◆ **Stored data**:
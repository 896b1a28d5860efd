pub mod client;
pub mod types;
pub mod utils;

pub use client::HttpSessionClient;
pub use types::*;

use crate::chat::{MessageEntry, Sender};
use crate::error::Result;
use async_trait::async_trait;

/// Network boundary to the backend session and message endpoints.
///
/// Deadlines and session id validity are enforced by callers.
#[async_trait]
pub trait SessionApi: Send + Sync {
    async fn create_session(&self, title: &str) -> Result<Session>;

    /// Most recent first, exactly as the backend orders them.
    async fn list_sessions(&self) -> Result<Vec<Session>>;

    async fn fetch_messages(&self, session_id: u64) -> Result<Vec<MessageEntry>>;

    async fn post_message(&self, session_id: u64, text: &str, sender: Sender) -> Result<ReplyBundle>;
}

◆ **What the task requires**: The lines to copy are those above that contain the string "MessageEntry".

◆ **Written response**:
use crate::chat::{MessageEntry, Sender};
    async fn fetch_messages(&self, session_id: u64) -> Result<Vec<MessageEntry>>;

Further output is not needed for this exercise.